I have never had any accuracy problems from Ruger No. 1 rifles whether factory chamberings or my crazy wildcats.
.395 Tatanka:
One of those 1-H Tropical .416 Rigby No. 1's was rebarreled with a custom profile 26" long and 0.710" muzzle diameter, Cerakote matte black chrome-moly.
Exactly 9.0 pounds as pictured below:
And the Master Mechanical Engineer and Gunsmith who screwed up the chambering identification,
bless his heart, might have been a medical issue with onset of a retinal condition:
I have access to laser engraving now, cheap and quick and just excellent.
One of the few things in life where you can have all three qualities,
after a half-million dollars of high-tech machinery is installed by someone else.
Patriot Laser Engraving
My first use of it was to honor my Gunsmith of over the last 23 years, to put his name on a .458 WIN MAG, not trusting his stamping anymore !
The .395 Tatanka Ruger No. 1 is dressed in drab, but somehow more appealing to me because of it.

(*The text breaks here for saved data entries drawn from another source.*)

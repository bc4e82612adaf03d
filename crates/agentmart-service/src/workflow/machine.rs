//! Listing lifecycle transitions.
//!
//! Every transition runs in one store transaction. Rows are locked before
//! their preconditions are checked, so a check never races its write. When a
//! transition touches both a child and its parent, the child is locked first.
//! Events are dispatched only after commit.

use std::sync::Arc;

use chrono::Utc;
use tracing::{info, warn};
use uuid::Uuid;

use agentmart_core::events::{DomainEvent, ListingEvent};
use agentmart_database::store::{ListingStore, ListingTransaction};
use agentmart_entity::listing::slug::{archived_slug, slugify};
use agentmart_entity::listing::{Listing, ListingContent, ListingStatus};

use super::error::ReviewError;
use crate::notify::{NotifierSet, TransitionNotifier};

/// The version/review state machine.
///
/// Knows nothing about roles: callers decide who may act as staff. The only
/// authorization enforced here is listing ownership.
#[derive(Debug, Clone)]
pub struct ReviewWorkflow {
    /// Transactional listing storage.
    store: Arc<dyn ListingStore>,
    /// Post-commit event sink.
    notifier: Arc<dyn TransitionNotifier>,
}

impl ReviewWorkflow {
    /// Creates a new workflow over `store`.
    pub fn new(store: Arc<dyn ListingStore>, notifier: Arc<dyn TransitionNotifier>) -> Self {
        Self { store, notifier }
    }

    /// Creates a workflow that dispatches no events.
    pub fn without_notifications(store: Arc<dyn ListingStore>) -> Self {
        Self::new(store, Arc::new(NotifierSet::new()))
    }

    /// The underlying store.
    pub fn store(&self) -> &Arc<dyn ListingStore> {
        &self.store
    }

    /// Create a new original listing in DRAFT, owned by `owner_id`.
    ///
    /// The slug is derived from the title; a taken slug fails with a conflict.
    pub async fn create_draft(
        &self,
        owner_id: Uuid,
        content: ListingContent,
    ) -> Result<Listing, ReviewError> {
        let slug = slugify(&content.title).map_err(|e| ReviewError::Validation(e.message))?;
        let listing = Listing::new_draft(owner_id, slug, content);

        let mut tx = self.store.begin().await?;
        tx.insert(&listing).await?;
        tx.commit().await?;

        info!(
            listing_id = %listing.id,
            actor_id = %owner_id,
            slug = %listing.slug,
            "Listing draft created"
        );
        self.emit(
            owner_id,
            ListingEvent::Created {
                listing_id: listing.id,
                slug: listing.slug.clone(),
            },
        )
        .await;

        Ok(listing)
    }

    /// Replace the content of a DRAFT or REJECTED listing.
    pub async fn update_content(
        &self,
        listing_id: Uuid,
        actor_id: Uuid,
        content: ListingContent,
    ) -> Result<Listing, ReviewError> {
        let mut tx = self.store.begin().await?;
        let mut listing = lock_existing(tx.as_mut(), listing_id).await?;
        ensure_owner(&listing, actor_id)?;
        if !listing.status.is_editable() {
            return Err(invalid_state(&listing));
        }

        listing.content = content;
        tx.update(&listing).await?;
        tx.commit().await?;

        info!(listing_id = %listing_id, actor_id = %actor_id, "Listing content updated");
        self.emit(actor_id, ListingEvent::ContentUpdated { listing_id })
            .await;

        Ok(listing)
    }

    /// Move a DRAFT or REJECTED listing into review.
    ///
    /// Clears any previous rejection reason. Resubmitting a rejected update
    /// re-arms its parent's active-update flag, which requires the parent to
    /// still be live with no other pending update.
    pub async fn submit_for_review(
        &self,
        listing_id: Uuid,
        actor_id: Uuid,
    ) -> Result<Listing, ReviewError> {
        let mut tx = self.store.begin().await?;
        let mut listing = lock_existing(tx.as_mut(), listing_id).await?;
        ensure_owner(&listing, actor_id)?;
        if !listing.status.can_submit() {
            return Err(invalid_state(&listing));
        }

        let resubmission = listing.status == ListingStatus::Rejected;
        if resubmission {
            if let Some(parent_id) = listing.parent_id {
                let mut parent = lock_parent(tx.as_mut(), &listing, parent_id).await?;
                if !parent.is_public() {
                    return Err(ReviewError::Conflict(format!(
                        "Listing {parent_id} is no longer the live version"
                    )));
                }
                if parent.has_active_update {
                    return Err(ReviewError::Conflict(format!(
                        "Listing {parent_id} already has an active update"
                    )));
                }
                parent.has_active_update = true;
                tx.update(&parent).await?;
            }
        }

        listing.status = ListingStatus::UnderReview;
        listing.rejection_reason = None;
        listing.submitted_at = Some(Utc::now());
        tx.update(&listing).await?;
        tx.commit().await?;

        info!(
            listing_id = %listing_id,
            actor_id = %actor_id,
            version = listing.version,
            resubmission,
            "Listing submitted for review"
        );
        self.emit(
            actor_id,
            ListingEvent::SubmittedForReview {
                listing_id,
                version: listing.version,
                resubmission,
            },
        )
        .await;

        Ok(listing)
    }

    /// Spawn a pending update of a live listing.
    ///
    /// The child copies all content, starts in DRAFT under a draft slug, and
    /// takes the next free version number in the lineage.
    pub async fn request_update(
        &self,
        parent_id: Uuid,
        actor_id: Uuid,
    ) -> Result<Listing, ReviewError> {
        let mut tx = self.store.begin().await?;
        let mut parent = lock_existing(tx.as_mut(), parent_id).await?;
        ensure_owner(&parent, actor_id)?;
        if parent.status != ListingStatus::Approved {
            return Err(invalid_state(&parent));
        }
        if !parent.is_latest_version {
            return Err(ReviewError::Conflict(format!(
                "Listing {parent_id} is an archived version"
            )));
        }
        if parent.has_active_update {
            return Err(ReviewError::Conflict(format!(
                "Listing {parent_id} already has an active update"
            )));
        }

        let children = tx.children(parent_id).await?;
        if let Some(pending) = children.iter().find(|c| c.status.is_pending()) {
            warn!(
                listing_id = %parent_id,
                child_id = %pending.id,
                "Pending update exists without active-update flag"
            );
            return Err(ReviewError::Conflict(format!(
                "Listing {parent_id} already has a pending update {}",
                pending.id
            )));
        }

        // Skips version numbers still held by earlier rejected updates.
        let version = children
            .iter()
            .map(|c| c.version)
            .fold(parent.version, i32::max)
            + 1;
        let child = parent.spawn_update(version);
        tx.insert(&child).await?;

        parent.has_active_update = true;
        tx.update(&parent).await?;
        tx.commit().await?;

        info!(
            listing_id = %parent_id,
            child_id = %child.id,
            actor_id = %actor_id,
            version,
            slug = %child.slug,
            "Listing update requested"
        );
        self.emit(
            actor_id,
            ListingEvent::UpdateRequested {
                parent_id,
                child_id: child.id,
                version,
            },
        )
        .await;

        Ok(child)
    }

    /// Approve a listing under review.
    ///
    /// An original becomes the live version. An update is promoted: the
    /// parent is archived under `{slug}-v{version}-archived` and the child
    /// takes over the parent's slug, all in one transaction.
    pub async fn approve(
        &self,
        listing_id: Uuid,
        reviewer_id: Uuid,
    ) -> Result<Listing, ReviewError> {
        let mut tx = self.store.begin().await?;
        let mut listing = lock_existing(tx.as_mut(), listing_id).await?;
        if !listing.status.can_review() {
            return Err(invalid_state(&listing));
        }

        let mut archived = None;
        if let Some(parent_id) = listing.parent_id {
            let mut parent = lock_parent(tx.as_mut(), &listing, parent_id).await?;
            if !parent.is_public() {
                warn!(
                    listing_id = %listing_id,
                    parent_id = %parent_id,
                    parent_status = %parent.status,
                    "Approval blocked: parent is not the live version"
                );
                return Err(ReviewError::Conflict(format!(
                    "Listing {parent_id} is no longer the live version"
                )));
            }

            // Archive first so the canonical slug is free for the child.
            let canonical = parent.slug.clone();
            parent.slug = archived_slug(&canonical, parent.version);
            parent.is_latest_version = false;
            parent.has_active_update = false;
            tx.update(&parent).await?;

            listing.slug = canonical;
            archived = Some((parent.id, parent.slug));
        }

        let now = Utc::now();
        listing.status = ListingStatus::Approved;
        listing.is_latest_version = true;
        listing.has_active_update = false;
        listing.rejection_reason = None;
        listing.reviewed_at = Some(now);
        listing.reviewed_by = Some(reviewer_id);
        tx.update(&listing).await?;
        tx.commit().await?;

        let (archived_id, archived_slug) = archived.unzip();
        info!(
            listing_id = %listing_id,
            actor_id = %reviewer_id,
            version = listing.version,
            slug = %listing.slug,
            archived_id = ?archived_id,
            "Listing approved"
        );
        self.emit(
            reviewer_id,
            ListingEvent::Approved {
                listing_id,
                slug: listing.slug.clone(),
                version: listing.version,
                archived_id,
                archived_slug,
            },
        )
        .await;

        Ok(listing)
    }

    /// Reject a listing under review with a reason.
    ///
    /// Rejecting an update also clears its parent's active-update flag so
    /// the owner may request a new one.
    pub async fn reject(
        &self,
        listing_id: Uuid,
        reviewer_id: Uuid,
        reason: &str,
    ) -> Result<Listing, ReviewError> {
        let reason = reason.trim();
        if reason.is_empty() {
            return Err(ReviewError::Validation(
                "A rejection reason is required".to_string(),
            ));
        }

        let mut tx = self.store.begin().await?;
        let mut listing = lock_existing(tx.as_mut(), listing_id).await?;
        if !listing.status.can_review() {
            return Err(invalid_state(&listing));
        }

        let now = Utc::now();
        listing.status = ListingStatus::Rejected;
        listing.rejection_reason = Some(reason.to_string());
        listing.reviewed_at = Some(now);
        listing.reviewed_by = Some(reviewer_id);
        tx.update(&listing).await?;

        let mut cleared_parent = None;
        if let Some(parent_id) = listing.parent_id {
            match tx.lock(parent_id).await? {
                Some(mut parent) => {
                    parent.has_active_update = false;
                    tx.update(&parent).await?;
                    cleared_parent = Some(parent_id);
                }
                None => warn!(
                    listing_id = %listing_id,
                    parent_id = %parent_id,
                    "Rejected update references a missing parent"
                ),
            }
        }
        tx.commit().await?;

        info!(
            listing_id = %listing_id,
            actor_id = %reviewer_id,
            version = listing.version,
            parent_id = ?cleared_parent,
            "Listing rejected"
        );
        self.emit(
            reviewer_id,
            ListingEvent::Rejected {
                listing_id,
                reason: reason.to_string(),
                parent_id: cleared_parent,
            },
        )
        .await;

        Ok(listing)
    }

    async fn emit(&self, actor_id: Uuid, event: ListingEvent) {
        let event = DomainEvent::listing(actor_id, event);
        if let Err(e) = self.notifier.notify(&event).await {
            warn!(
                event_id = %event.id,
                action = event.payload.action(),
                error = %e,
                "Failed to dispatch listing event"
            );
        }
    }
}

async fn lock_existing(
    tx: &mut dyn ListingTransaction,
    listing_id: Uuid,
) -> Result<Listing, ReviewError> {
    tx.lock(listing_id)
        .await?
        .ok_or(ReviewError::NotFound(listing_id))
}

async fn lock_parent(
    tx: &mut dyn ListingTransaction,
    child: &Listing,
    parent_id: Uuid,
) -> Result<Listing, ReviewError> {
    tx.lock(parent_id).await?.ok_or_else(|| {
        ReviewError::Integrity(format!(
            "Listing {} references missing parent {parent_id}",
            child.id
        ))
    })
}

fn ensure_owner(listing: &Listing, actor_id: Uuid) -> Result<(), ReviewError> {
    if listing.is_owned_by(actor_id) {
        Ok(())
    } else {
        warn!(listing_id = %listing.id, actor_id = %actor_id, "Actor does not own listing");
        Err(ReviewError::NotOwner {
            listing_id: listing.id,
            actor_id,
        })
    }
}

fn invalid_state(listing: &Listing) -> ReviewError {
    warn!(
        listing_id = %listing.id,
        status = %listing.status,
        "Transition not allowed from current status"
    );
    ReviewError::InvalidState {
        listing_id: listing.id,
        current: listing.status,
    }
}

The cartridge itself has taken deer, baboon and zebra with equal aplomb in pass-throughs from any angle with one of these:
340-gr/.395 GSC FN or HV at 2750 fps,
330-gr/.395 S&H FN at 2850 fps,
310-gr/.395 S&H Hexploder at 3000 fps
240-gr/.395 CEB MTH at 3300 fps,
from the 26" barrel.
From the bullet trap, expands in water at impact as low as 1600 fps, S&H 310-gr Hexploder:
About 2800 fps MV is most comfortable with those 310-grainers:
100-yard 3-shot group above,
50-yard 3-shot groups below:
The Ruger No. 1: Stout and accurate, even when re-barreled to a just about any wildcat with a rim no bigger than a .577 NE.
If NECG actually did a 20-gauge on a Ruger No. 1, I wonder how.
My Master Gunsmith tried and could not get the extractor to work on a rim that big.